+++ Data to use +++

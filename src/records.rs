//! Storage record shapes
//!
//! These mirror the JSON stored under the `players`, `users`, `Team` and
//! `Match` paths of the realtime database. Every field is optional on the wire;
//! counters default to zero.

use serde::{Deserialize, Serialize};
use thiserror::Error;

/// Payload checks for records about to be written
#[derive(Debug, Clone, PartialEq, Eq, Error)]
pub enum RecordError {
    #[error("player payload missing or username empty")]
    MissingUsername,
    #[error("match payload missing or tournament_id empty")]
    MissingTournamentId,
    #[error("team payload missing or name empty")]
    MissingTeamName,
}

/// A player as stored under `players/<id>`
#[derive(Debug, Clone, Default, PartialEq, Serialize, Deserialize)]
#[serde(default)]
pub struct PlayerRecord {
    pub username: Option<String>,
    pub email: Option<String>,
    /// Average rating on a 0-100 style scale, e.g. `18.5`
    pub avg_rating: Option<f64>,
    pub matches_played: u64,
    pub wins: u64,
    pub losses: u64,
    pub kills: u64,
    pub deaths: u64,
    pub join_date: Option<String>,
    pub role: Option<String>,
    pub game: Option<String>,
    pub last_updated: Option<String>,
}

impl PlayerRecord {
    pub fn validate(&self) -> Result<(), RecordError> {
        match self.username.as_deref() {
            Some(name) if !name.is_empty() => Ok(()),
            _ => Err(RecordError::MissingUsername),
        }
    }
}

/// An account as stored under `users/<uid>`
#[derive(Debug, Clone, Default, PartialEq, Serialize, Deserialize)]
#[serde(default)]
pub struct UserRecord {
    pub email: Option<String>,
    pub role: Option<String>,
    #[serde(rename = "fullName")]
    pub full_name: Option<String>,
}

/// A team as stored under `Team/<key>`
#[derive(Debug, Clone, Default, PartialEq, Serialize, Deserialize)]
#[serde(default)]
pub struct TeamRecord {
    pub name: Option<String>,
    /// Player identifiers on the roster
    pub members: Vec<String>,
}

impl TeamRecord {
    pub fn validate(&self) -> Result<(), RecordError> {
        match self.name.as_deref() {
            Some(name) if !name.is_empty() => Ok(()),
            _ => Err(RecordError::MissingTeamName),
        }
    }
}

/// A match as stored under `Match/<key>`
#[derive(Debug, Clone, Default, PartialEq, Serialize, Deserialize)]
#[serde(default)]
pub struct MatchRecord {
    pub tournament_id: Option<String>,
    /// Player or team identifiers that took part
    pub participants: Vec<String>,
    pub winner: Option<String>,
}

impl MatchRecord {
    pub fn validate(&self) -> Result<(), RecordError> {
        match self.tournament_id.as_deref() {
            Some(id) if !id.is_empty() => Ok(()),
            _ => Err(RecordError::MissingTournamentId),
        }
    }
}
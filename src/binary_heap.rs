//! Binary min-heap
//!
//! An array-backed binary heap implementing [`Heap`]. Element `i` has its
//! parent at `(i - 1) / 2` and its children at `2i + 1` and `2i + 2`.
//!
//! # Time Complexity
//!
//! | Operation     | Complexity |
//! |---------------|------------|
//! | `insert`      | O(log n)   |
//! | `extract_min` | O(log n)   |
//! | `peek`        | O(1)       |
//!
//! # Example
//!
//! ```rust
//! use esports_core::Heap;
//! use esports_core::binary_heap::PriorityQueue;
//!
//! let mut heap: PriorityQueue<(), i32> = [5, 3, 8, 1, 9, 2]
//!     .into_iter()
//!     .map(|k| (k, ()))
//!     .collect();
//!
//! let order: Vec<i32> = std::iter::from_fn(|| heap.extract_min().map(|(k, _)| k)).collect();
//! assert_eq!(order, vec![1, 2, 3, 5, 8, 9]);
//! ```

use crate::traits::Heap;

/// A binary min-heap over (key, item) pairs
///
/// The element with the smallest key is always at index 0. Items with equal
/// keys come out in an unspecified order; put a tie-breaker in the key when
/// the order matters.
#[derive(Debug, Clone)]
pub struct PriorityQueue<T, K: Ord> {
    /// The heap data stored as a vector of (key, item) pairs
    data: Vec<(K, T)>,
}

impl<T, K: Ord> Heap<T, K> for PriorityQueue<T, K> {
    fn new() -> Self {
        Self { data: Vec::new() }
    }

    fn is_empty(&self) -> bool {
        self.data.is_empty()
    }

    fn len(&self) -> usize {
        self.data.len()
    }

    fn insert(&mut self, key: K, item: T) {
        self.data.push((key, item));
        self.sift_up(self.data.len() - 1);
    }

    fn peek(&self) -> Option<(&K, &T)> {
        self.data.first().map(|(k, t)| (k, t))
    }

    fn extract_min(&mut self) -> Option<(K, T)> {
        match self.data.len() {
            0 => None,
            1 => self.data.pop(),
            len => {
                self.data.swap(0, len - 1);
                let root = self.data.pop();
                self.sift_down(0);
                root
            }
        }
    }
}

impl<T, K: Ord> PriorityQueue<T, K> {
    /// Creates an empty heap with room for `capacity` elements
    pub fn with_capacity(capacity: usize) -> Self {
        Self {
            data: Vec::with_capacity(capacity),
        }
    }

    /// Removes every element
    pub fn clear(&mut self) {
        self.data.clear();
    }

    /// Drains the heap, returning its elements in ascending key order
    pub fn into_sorted_vec(mut self) -> Vec<(K, T)> {
        let mut sorted = Vec::with_capacity(self.data.len());
        while let Some(entry) = self.extract_min() {
            sorted.push(entry);
        }
        sorted
    }

    /// Move element at index up while its parent's key is strictly greater
    fn sift_up(&mut self, mut index: usize) {
        while index > 0 {
            let parent = (index - 1) / 2;
            if self.data[parent].0 > self.data[index].0 {
                self.data.swap(index, parent);
                index = parent;
            } else {
                break;
            }
        }
    }

    /// Move element at index down to maintain heap property
    ///
    /// The left child is checked first, so it wins a tie with the right one.
    fn sift_down(&mut self, mut index: usize) {
        let len = self.data.len();
        loop {
            let left = 2 * index + 1;
            let right = 2 * index + 2;
            let mut smallest = index;

            if left < len && self.data[left].0 < self.data[smallest].0 {
                smallest = left;
            }
            if right < len && self.data[right].0 < self.data[smallest].0 {
                smallest = right;
            }

            if smallest == index {
                break;
            }
            self.data.swap(index, smallest);
            index = smallest;
        }
    }

    #[cfg(test)]
    fn is_valid(&self) -> bool {
        (1..self.data.len()).all(|i| self.data[(i - 1) / 2].0 <= self.data[i].0)
    }
}

impl<T, K: Ord> Default for PriorityQueue<T, K> {
    fn default() -> Self {
        Self::new()
    }
}

impl<T, K: Ord> Extend<(K, T)> for PriorityQueue<T, K> {
    fn extend<I: IntoIterator<Item = (K, T)>>(&mut self, iter: I) {
        for (key, item) in iter {
            self.insert(key, item);
        }
    }
}

impl<T, K: Ord> FromIterator<(K, T)> for PriorityQueue<T, K> {
    fn from_iter<I: IntoIterator<Item = (K, T)>>(iter: I) -> Self {
        let mut heap = Self::new();
        heap.extend(iter);
        heap
    }
}
//! Opponent lookups over match history
//!
//! [`RivalIndex`] is an [`UndirectedGraph`] of players where an edge means
//! the two met in a match. Answers "who has this player faced" (direct
//! neighbors) and "who is connected to this player through any chain of
//! matches" (breadth-first reachability).

use crate::graph::{GraphError, UndirectedGraph};
use crate::records::MatchRecord;
use rustc_hash::FxHashSet;

#[derive(Debug, Clone, Default)]
pub struct RivalIndex {
    graph: UndirectedGraph<String>,
}

impl RivalIndex {
    pub fn new() -> Self {
        Self::default()
    }

    /// Builds the index from `(player, opponent)` pairs
    pub fn from_pairings<I, S>(pairings: I) -> Self
    where
        I: IntoIterator<Item = (S, S)>,
        S: Into<String>,
    {
        let mut index = RivalIndex::new();
        for (a, b) in pairings {
            index.record_pairing(a.into(), b.into());
        }
        index
    }

    /// Builds the index from stored matches
    ///
    /// Every pair of distinct participants in a match is connected. Matches
    /// with fewer than two participants add their players without edges.
    pub fn from_matches<'a, I>(matches: I) -> Self
    where
        I: IntoIterator<Item = &'a MatchRecord>,
    {
        let mut index = RivalIndex::new();
        let mut count = 0usize;
        for record in matches {
            count += 1;
            let players = &record.participants;
            for p in players {
                index.graph.add_vertex(p.clone());
            }
            for (i, a) in players.iter().enumerate() {
                for b in players.iter().skip(i + 1).filter(|b| *b != a) {
                    index.record_pairing(a.clone(), b.clone());
                }
            }
        }
        tracing::debug!(
            matches = count,
            players = index.graph.vertex_count(),
            pairings = index.graph.edge_count(),
            "built rival index"
        );
        index
    }

    /// Registers both players and connects them
    pub fn record_pairing(&mut self, a: String, b: String) {
        self.graph.add_vertex(a.clone());
        self.graph.add_vertex(b.clone());
        // Both endpoints are registered, so this cannot fail
        if let Err(err) = self.graph.add_edge(&a, &b) {
            tracing::warn!(error = %err, "failed to record pairing");
        }
    }

    pub fn contains_player(&self, player: &str) -> bool {
        self.graph.contains_vertex(player)
    }

    pub fn player_count(&self) -> usize {
        self.graph.vertex_count()
    }

    /// Distinct opponents of `player`, in the order they were first met
    pub fn opponents_faced(&self, player: &str) -> Result<Vec<String>, GraphError> {
        let mut seen = FxHashSet::default();
        Ok(self
            .graph
            .neighbors(player)?
            .filter(|opponent| seen.insert(*opponent))
            .cloned()
            .collect())
    }

    /// Every player reachable through a chain of matches, `player` first
    pub fn connected_players(&self, player: &str) -> Result<Vec<String>, GraphError> {
        self.graph.bfs(player)
    }

    /// Players within `hops` matches of `player`, with their distance
    pub fn rivals_within(
        &self,
        player: &str,
        hops: usize,
    ) -> Result<Vec<(String, usize)>, GraphError> {
        self.graph.bfs_within(player, hops)
    }
}
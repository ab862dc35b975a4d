//! Username prefix search
//!
//! Usernames are the local part of each account's email. They are loaded
//! into a [`PrefixIndex`], and every account whose username is among the
//! prefix matches is returned.

use crate::records::UserRecord;
use crate::trie::PrefixIndex;
use rustc_hash::FxHashSet;
use serde::{Deserialize, Serialize};
use std::borrow::Borrow;

/// Path parameters accepted by the search endpoint
#[derive(Debug, Clone, Default, PartialEq, Eq, Serialize, Deserialize)]
#[serde(default)]
pub struct SearchQuery {
    pub prefix: String,
}

#[derive(Debug, Clone, PartialEq, Eq, Serialize, Deserialize)]
#[serde(rename_all = "camelCase")]
pub struct UserMatch {
    pub uid: String,
    pub email: String,
    pub username: String,
    pub role: String,
    pub full_name: String,
}

#[derive(Debug, Clone, PartialEq, Eq, Serialize, Deserialize)]
pub struct SearchResult {
    pub prefix: String,
    pub matches: Vec<UserMatch>,
    pub count: usize,
}

/// Local part of an email address: everything before the first `@`
///
/// An address without `@` is returned whole.
pub fn username_from_email(email: &str) -> &str {
    email.split('@').next().unwrap_or(email)
}

/// Finds the users whose username starts with `query.prefix`
///
/// `users` yields `(uid, record)` pairs. Users without an email are skipped.
/// Matches keep the input order, and two accounts that share a username are
/// both returned.
pub fn search_users<I, S, R>(users: I, query: &SearchQuery) -> SearchResult
where
    I: IntoIterator<Item = (S, R)>,
    S: AsRef<str>,
    R: Borrow<UserRecord>,
{
    let mut index = PrefixIndex::new();
    let mut candidates = Vec::new();

    for (uid, record) in users {
        let record = record.borrow();
        let Some(email) = record.email.as_deref().filter(|e| !e.is_empty()) else {
            continue;
        };
        let username = username_from_email(email);
        index.insert(username);
        candidates.push(UserMatch {
            uid: uid.as_ref().to_owned(),
            email: email.to_owned(),
            username: username.to_owned(),
            role: record.role.clone().unwrap_or_else(|| "unknown".to_string()),
            full_name: record.full_name.clone().unwrap_or_default(),
        });
    }

    let matched: FxHashSet<String> = index.search(&query.prefix).into_iter().collect();
    let matches: Vec<UserMatch> = candidates
        .into_iter()
        .filter(|user| matched.contains(&user.username))
        .collect();

    tracing::debug!(
        prefix = %query.prefix,
        indexed = index.len(),
        matched = matches.len(),
        "searched usernames"
    );

    SearchResult {
        prefix: query.prefix.clone(),
        count: matches.len(),
        matches,
    }
}
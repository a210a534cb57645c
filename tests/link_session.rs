//! End-to-end link tests through the public API with a channel-backed transport.

use std::sync::{Arc, Mutex};
use std::time::Duration;

use futures::StreamExt;
use racebox_link::{
    CompletionReason, LinkConfig, LinkError, LinkEvent, RaceBox, RecordingConfig, Transport,
    UpdateRate,
};
use tokio::sync::mpsc;

#[derive(Clone, Default)]
struct ChannelTransport {
    inbound: Arc<Mutex<Option<mpsc::Sender<Vec<u8>>>>>,
    written: Arc<Mutex<Vec<Vec<u8>>>>,
    reject_writes: Arc<Mutex<bool>>,
}

impl ChannelTransport {
    async fn push(&self, bytes: Vec<u8>) {
        let sender = self.inbound.lock().unwrap().clone();
        sender.expect("not connected").send(bytes).await.unwrap();
    }

    fn written(&self) -> Vec<Vec<u8>> {
        self.written.lock().unwrap().clone()
    }
}

#[async_trait::async_trait]
impl Transport for ChannelTransport {
    async fn connect(
        &self,
        _device_id: &str,
        capacity: usize,
    ) -> racebox_link::Result<mpsc::Receiver<Vec<u8>>> {
        let (tx, rx) = mpsc::channel(capacity);
        *self.inbound.lock().unwrap() = Some(tx);
        Ok(rx)
    }

    async fn send(&self, bytes: &[u8]) -> racebox_link::Result<()> {
        if *self.reject_writes.lock().unwrap() {
            return Err(LinkError::transport_failed("GATT write failed"));
        }
        self.written.lock().unwrap().push(bytes.to_vec());
        Ok(())
    }
}

/// Encode a class 0xFF frame long-hand.
fn frame(id: u8, payload: &[u8]) -> Vec<u8> {
    let mut body = vec![0xFF, id];
    body.extend_from_slice(&(payload.len() as u16).to_le_bytes());
    body.extend_from_slice(payload);

    let (mut a, mut b) = (0u8, 0u8);
    for &byte in &body {
        a = a.wrapping_add(byte);
        b = b.wrapping_add(a);
    }

    let mut wire = vec![0xB5, 0x62];
    wire.extend(body);
    wire.extend([a, b]);
    wire
}

fn record(itow_ms: u32, lon_e7: i32) -> Vec<u8> {
    let mut payload = [0u8; 80];
    payload[0..4].copy_from_slice(&itow_ms.to_le_bytes());
    payload[24..28].copy_from_slice(&lon_e7.to_le_bytes());
    frame(0x21, &payload)
}

#[tokio::test]
async fn three_record_download_in_odd_chunks() -> anyhow::Result<()> {
    let _ = tracing_subscriber::fmt::try_init();

    let transport = ChannelTransport::default();
    let mut connection =
        RaceBox::connect(transport.clone(), "RaceBox Mini 42", LinkConfig::default()).await?;
    connection.start_download().await?;
    assert_eq!(transport.written()[0], vec![0xB5, 0x62, 0xFF, 0x23, 0x00, 0x00, 0x22, 0x65]);

    // Noise, the announcement, three records, split at awkward boundaries
    let mut wire = vec![0x00, 0xB5, 0x13];
    wire.extend(frame(0x23, &3i32.to_le_bytes()));
    for i in 0..3 {
        wire.extend(record(1000 + i * 40, -74_012_345));
    }
    for chunk in wire.chunks(7) {
        transport.push(chunk.to_vec()).await;
    }

    let mut longitudes = Vec::new();
    let mut completions = Vec::new();
    while completions.is_empty() {
        match connection.next_event_timeout(Duration::from_secs(5)).await? {
            Some(LinkEvent::Record(record)) => longitudes.push(record.lon_deg),
            Some(LinkEvent::DownloadCompleted { received, expected, reason }) => {
                completions.push((received, expected, reason))
            }
            Some(_) => {}
            None => anyhow::bail!("link closed early"),
        }
    }

    assert_eq!(longitudes, vec![-7.4012345; 3]);
    assert_eq!(completions, vec![(3, 3, CompletionReason::CountReached)]);
    assert!(connection.download_progress().is_idle());
    Ok(())
}

#[tokio::test]
async fn corrupted_frame_is_skipped() -> anyhow::Result<()> {
    let transport = ChannelTransport::default();
    let mut connection = RaceBox::connect(transport.clone(), "dev", LinkConfig::default()).await?;

    let mut bad = frame(0x02, &[0xFF, 0x22]);
    let last = bad.len() - 1;
    bad[last] ^= 0x5A;

    let mut wire = bad;
    wire.extend(frame(0x03, &[0xFF, 0x30]));
    transport.push(wire).await;

    match connection.next_event().await {
        Some(LinkEvent::Nack(nack)) => assert_eq!(nack.echoed_id, 0x30),
        other => anyhow::bail!("expected nack, got {other:?}"),
    }
    Ok(())
}

#[tokio::test]
async fn write_failure_does_not_disturb_download() -> anyhow::Result<()> {
    let transport = ChannelTransport::default();
    let mut connection = RaceBox::connect(transport.clone(), "dev", LinkConfig::default()).await?;
    connection.start_download().await?;
    transport.push(frame(0x23, &2i32.to_le_bytes())).await;

    *transport.reject_writes.lock().unwrap() = true;
    let err = connection.set_recording_config(&RecordingConfig::default()).await.unwrap_err();
    assert!(err.is_retryable());

    transport.push(record(1, 0)).await;
    transport.push(record(2, 0)).await;

    let mut progress = connection.progress_updates(UpdateRate::Native);
    let done = loop {
        let snapshot = progress.next().await.expect("progress stream ended");
        if snapshot.is_idle() && snapshot.received > 0 {
            break snapshot;
        }
    };
    assert_eq!((done.received, done.expected), (2, 2));
    Ok(())
}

+++

• Instructions for the task
Go through the data above and copy each line that holds the word "where".

• Solution below
//! [`RivalIndex`] is an [`UndirectedGraph`] of players where an edge means
    where
    where
where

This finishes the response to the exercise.